Most practice management systems are built on relational databases. This means that almost every field can be pulled into reports and analyzed. “Data mining” has become a buzz word but is only effective if what we are measuring produces changes in practice behavior. At the end of the day, cash is still king. Practices need to analyze those things which most directly affect cash flow. Most physicians want to do the right thing in the right way, but a business office must communicate how effective a physicians productivity is resulting in positive cash flow.
- Lag Days – When a physician understands the direct relationship to when charges get into system and when payment for that charge is posted to system, lights go off. While we say that charges need to be posted to system as soon as possible, does anyone actually monitor by physician how well that standard is being met? By physician, how many days “lag” between date of patient encounter and charge posted to system? The practice can then determine why lag days are not consistent or why there is even a significant lag between encounter and posting of charge.

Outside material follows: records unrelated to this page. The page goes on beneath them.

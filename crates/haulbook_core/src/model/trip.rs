//! Trip records.
//!
//! # Invariants
//! - Every trip references a driver.
//! - `trip_payment` is kept as decimal text so amounts never pass through
//!   floating point.
//! - Persisted `load_time` is always `HH:MM:SS`, which keeps descending
//!   text ordering chronological.

use crate::model::double_option;
use crate::model::driver::DriverId;
use crate::model::province::Province;
use crate::model::validation::ValidationError;
use chrono::NaiveDate;
use once_cell::sync::Lazy;
use regex::Regex;
use serde::{Deserialize, Serialize};

static PAYMENT_RE: Lazy<Regex> =
    Lazy::new(|| Regex::new(r"^\d+(\.\d{1,2})?$").expect("valid payment regex"));
static LOAD_TIME_RE: Lazy<Regex> = Lazy::new(|| {
    Regex::new(r"^([01]\d|2[0-3]):([0-5]\d)(?::([0-5]\d))?$").expect("valid load time regex")
});

/// Store-assigned trip identity.
pub type TripId = i64;

#[derive(Debug, Clone, PartialEq, Eq, Serialize, Deserialize)]
pub struct Trip {
    pub trip_id: TripId,
    pub driver_id: DriverId,
    #[serde(default)]
    pub container_number: Option<String>,
    #[serde(default)]
    pub load_date: Option<NaiveDate>,
    #[serde(default)]
    pub load_time: Option<String>,
    #[serde(default)]
    pub trip_payment: Option<String>,
    #[serde(default)]
    pub province: Option<Province>,
    #[serde(default)]
    pub product: Option<String>,
}

/// Create payload for one trip.
#[derive(Debug, Clone, PartialEq, Eq, Serialize, Deserialize)]
pub struct NewTrip {
    pub driver_id: DriverId,
    #[serde(default)]
    pub container_number: Option<String>,
    #[serde(default)]
    pub load_date: Option<NaiveDate>,
    #[serde(default)]
    pub load_time: Option<String>,
    #[serde(default)]
    pub trip_payment: Option<String>,
    #[serde(default)]
    pub province: Option<Province>,
    #[serde(default)]
    pub product: Option<String>,
}

impl NewTrip {
    pub fn for_driver(driver_id: DriverId) -> Self {
        Self {
            driver_id,
            container_number: None,
            load_date: None,
            load_time: None,
            trip_payment: None,
            province: None,
            product: None,
        }
    }

    pub fn loaded_at(mut self, date: NaiveDate, time: impl Into<String>) -> Self {
        self.load_date = Some(date);
        self.load_time = Some(time.into());
        self
    }

    pub fn validate(&self) -> Result<(), ValidationError> {
        if let Some(payment) = self.trip_payment.as_deref() {
            validate_payment(payment)?;
        }
        if let Some(time) = self.load_time.as_deref() {
            normalize_load_time(time)?;
        }
        Ok(())
    }
}

/// Field-subset update for one trip. `driver_id` can be reassigned but
/// never cleared.
#[derive(Debug, Clone, Default, PartialEq, Eq, Deserialize)]
pub struct TripPatch {
    #[serde(default)]
    pub driver_id: Option<DriverId>,
    #[serde(default, deserialize_with = "double_option")]
    pub container_number: Option<Option<String>>,
    #[serde(default, deserialize_with = "double_option")]
    pub load_date: Option<Option<NaiveDate>>,
    #[serde(default, deserialize_with = "double_option")]
    pub load_time: Option<Option<String>>,
    #[serde(default, deserialize_with = "double_option")]
    pub trip_payment: Option<Option<String>>,
    #[serde(default, deserialize_with = "double_option")]
    pub province: Option<Option<Province>>,
    #[serde(default, deserialize_with = "double_option")]
    pub product: Option<Option<String>>,
}

impl TripPatch {
    pub fn is_empty(&self) -> bool {
        self.driver_id.is_none()
            && self.container_number.is_none()
            && self.load_date.is_none()
            && self.load_time.is_none()
            && self.trip_payment.is_none()
            && self.province.is_none()
            && self.product.is_none()
    }

    pub fn validate(&self) -> Result<(), ValidationError> {
        if let Some(Some(payment)) = self.trip_payment.as_ref() {
            validate_payment(payment)?;
        }
        if let Some(Some(time)) = self.load_time.as_ref() {
            normalize_load_time(time)?;
        }
        Ok(())
    }
}

/// Accepts non-negative amounts with at most two decimals, e.g. `175.50`.
pub fn validate_payment(value: &str) -> Result<(), ValidationError> {
    if PAYMENT_RE.is_match(value) {
        Ok(())
    } else {
        Err(ValidationError::InvalidPayment(value.to_string()))
    }
}

/// Normalizes `HH:MM` or `HH:MM:SS` to `HH:MM:SS`.
pub fn normalize_load_time(value: &str) -> Result<String, ValidationError> {
    let caps = LOAD_TIME_RE
        .captures(value.trim())
        .ok_or_else(|| ValidationError::InvalidLoadTime(value.to_string()))?;
    let seconds = caps.get(3).map_or("00", |m| m.as_str());
    Ok(format!("{}:{}:{}", &caps[1], &caps[2], seconds))
}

- Denial Trending – Categorizing denials by practice and denial type and payer can provide the practice with needed information to change behavior. Payers are constantly changing the rules, by categorizing by payer, practices can easily adjust to new carrier rules. Of course, it is also important to have a good relationship with top payers. Have frequent meetings with them to discuss new rules and how the carrier wants claims to be correctly submitted for proper payment. When a practice can be shown that eligibility denials are most frequent; the front-end staff can make adjustments to check-in procedures to significantly decrease these denials. Coding denials can be addressed with practice coders for review of processes and compliance with carrier rules. Physicians can be educated on how to comply, via documentation with these rules. Each month, the analysis of each month’s denials is invaluable to practice success. But it must also be communicated, not to point fingers, but to improve cash flow. Perhaps the best use of denial trending is prevention of denials. This can best be accomplished by targeting claims with frequent denials and making appropriate fixes to claim before sending to carrier. While some might argue that it holds up the claim; the real argument is do you get paid for a faster claim or an accurate claim?

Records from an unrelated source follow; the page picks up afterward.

//! Multi-entity deletion use-cases.
//!
//! # Responsibility
//! - Wipe all three tables in dependency order.
//! - Remove a driver together with the rows that reference it.
//!
//! # Invariants
//! - Child rows go before parent rows: trips, then vehicles, then drivers.
//! - Each operation runs in one `IMMEDIATE` transaction; any failed step
//!   rolls back every earlier step.

use crate::model::driver::DriverId;
use crate::repo::driver_repo::{DriverRepository, SqliteDriverRepository};
use crate::repo::trip_repo::{SqliteTripRepository, TripRepository};
use crate::repo::vehicle_repo::{SqliteVehicleRepository, VehicleRepository};
use crate::repo::RepoResult;
use log::{error, info};
use rusqlite::{Connection, TransactionBehavior};
use serde::Serialize;
use std::time::Instant;

/// Row counts removed by `wipe_all`.
#[derive(Debug, Clone, Copy, Default, PartialEq, Eq, Serialize)]
pub struct WipeReport {
    pub trips: usize,
    pub vehicles: usize,
    pub drivers: usize,
}

/// Outcome of `remove_driver`.
#[derive(Debug, Clone, Copy, Default, PartialEq, Eq, Serialize)]
pub struct DriverRemoval {
    pub trips: usize,
    pub vehicles_unassigned: usize,
    /// False when no driver had the given id.
    pub driver_deleted: bool,
}

/// Lifecycle service over an exclusively borrowed connection.
pub struct LifecycleService<'conn> {
    conn: &'conn mut Connection,
}

impl<'conn> LifecycleService<'conn> {
    pub fn new(conn: &'conn mut Connection) -> Self {
        Self { conn }
    }

    /// Deletes every trip, vehicle and driver, all or nothing.
    pub fn wipe_all(&mut self) -> RepoResult<WipeReport> {
        let started_at = Instant::now();
        let outcome = self.run_wipe();
        match &outcome {
            Ok(report) => info!(
                "event=wipe_all module=service status=ok duration_ms={} trips={} vehicles={} drivers={}",
                started_at.elapsed().as_millis(),
                report.trips,
                report.vehicles,
                report.drivers
            ),
            Err(err) => error!(
                "event=wipe_all module=service status=error duration_ms={} error={}",
                started_at.elapsed().as_millis(),
                err
            ),
        }
        outcome
    }

    /// Deletes a driver's trips, unassigns its vehicle and deletes the
    /// driver, all or nothing. A missing driver is not an error.
    pub fn remove_driver(&mut self, driver_id: DriverId) -> RepoResult<DriverRemoval> {
        let tx = self
            .conn
            .transaction_with_behavior(TransactionBehavior::Immediate)?;
        let removal = {
            let drivers = SqliteDriverRepository::try_new(&tx)?;
            let vehicles = SqliteVehicleRepository::try_new(&tx)?;
            let trips = SqliteTripRepository::try_new(&tx)?;

            let driver_exists = drivers.get_by_id(driver_id)?.is_some();
            let trips_removed = trips.delete_by_driver(driver_id)?;
            let vehicles_unassigned = vehicles.unassign_driver(driver_id)?;
            drivers.delete(driver_id)?;

            DriverRemoval {
                trips: trips_removed,
                vehicles_unassigned,
                driver_deleted: driver_exists,
            }
        };
        tx.commit()?;

        info!(
            "event=driver_remove module=service status=ok driver_id={} trips={} vehicles_unassigned={} deleted={}",
            driver_id, removal.trips, removal.vehicles_unassigned, removal.driver_deleted
        );
        Ok(removal)
    }

    fn run_wipe(&mut self) -> RepoResult<WipeReport> {
        let tx = self
            .conn
            .transaction_with_behavior(TransactionBehavior::Immediate)?;
        let report = {
            let trips = SqliteTripRepository::try_new(&tx)?;
            let vehicles = SqliteVehicleRepository::try_new(&tx)?;
            let drivers = SqliteDriverRepository::try_new(&tx)?;

            WipeReport {
                trips: trips.delete_all()?,
                vehicles: vehicles.delete_all()?,
                drivers: drivers.delete_all()?,
            }
        };
        tx.commit()?;
        Ok(report)
    }
}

- Credit Balances – Probably the most over-looked report in most business offices is the credit balance report. Credit balances sit on accounts and claims and are ignored many times preventing claims from being properly adjudicated. Probably 85% of the time, there are not true credit balances on an account. There has been a posting error or another problem resulting in a credit balance. By assigning staff to consistently and methodically work credit balances, problem accounts can be resolved, aging can be addressed and clean-up of accounts can be accomplished. Many carriers have rules about when credit balances are to be reported to them are refunded. Finding what credit balances are true and what is clean-up will help you meet those guidelines.
- Small Balance Write-offs – Does your business office have a small balance write-off policy? Ever wonder about how much of aging in a balance that could be simply written off and reduce the “appearance” of aging? Allocating time for staff to work this report can help to clean-up AR and reduce statement costs that will never be turned over to a collection agency.
These reports may seem small and unimportant, but can make a big difference to your bottom line. Take the time to create and analyze these reports to improve your bottom line.